[[ MATERIAL SUPPLIED, beginning ]]

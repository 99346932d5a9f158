//! Build script for `esocial-client`.
//!
//! The client embeds the CA chain of the eSocial web services so that the
//! default settings can complete TLS against them. The chain is read from
//! `certs/esocial_chain.pem` and copied into `OUT_DIR`, where the transport
//! picks it up with `include_bytes!`.
//!
//! When that file is absent an empty placeholder is written instead, so the
//! crate always compiles; at runtime an empty embedded chain means "no
//! bundled chain" and the transport falls back to the built-in roots.

use std::{env, fs, path::Path};

fn main() {
    let manifest_dir = match env::var("CARGO_MANIFEST_DIR") {
        Ok(v) => v,
        Err(e) => panic!("Missing CARGO_MANIFEST_DIR in build script env: {e}"),
    };
    let out_dir = match env::var("OUT_DIR") {
        Ok(v) => v,
        Err(e) => panic!("Missing OUT_DIR in build script env: {e}"),
    };

    let src_chain = Path::new(&manifest_dir).join("certs").join("esocial_chain.pem");
    let out_chain = Path::new(&out_dir).join("esocial_chain.pem");

    println!("cargo:rerun-if-changed={}", src_chain.display());

    if src_chain.exists() {
        if let Err(e) = fs::copy(&src_chain, &out_chain) {
            panic!(
                "Failed to copy CA chain from {} to {}: {e}",
                src_chain.display(),
                out_chain.display()
            );
        }
    } else if let Err(e) = fs::write(&out_chain, []) {
        panic!(
            "Failed to create placeholder CA chain at {}: {e}",
            out_chain.display()
        );
    }
}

[[ MATERIAL SUPPLIED, end ]]

• _EXERCISE_
Only the lines from the one holding "let manifest_dir = match" to the end of the listing are to be written out, word for word.

• _FINISHED TASK_
    let manifest_dir = match env::var("CARGO_MANIFEST_DIR") {
        Ok(v) => v,
        Err(e) => panic!("Missing CARGO_MANIFEST_DIR in build script env: {e}"),
    };
    let out_dir = match env::var("OUT_DIR") {
        Ok(v) => v,
        Err(e) => panic!("Missing OUT_DIR in build script env: {e}"),
    };

    let src_chain = Path::new(&manifest_dir).join("certs").join("esocial_chain.pem");
    let out_chain = Path::new(&out_dir).join("esocial_chain.pem");

    println!("cargo:rerun-if-changed={}", src_chain.display());

    if src_chain.exists() {
        if let Err(e) = fs::copy(&src_chain, &out_chain) {
            panic!(
                "Failed to copy CA chain from {} to {}: {e}",
                src_chain.display(),
                out_chain.display()
            );
        }
    } else if let Err(e) = fs::write(&out_chain, []) {
        panic!(
            "Failed to create placeholder CA chain at {}: {e}",
            out_chain.display()
        );
    }
}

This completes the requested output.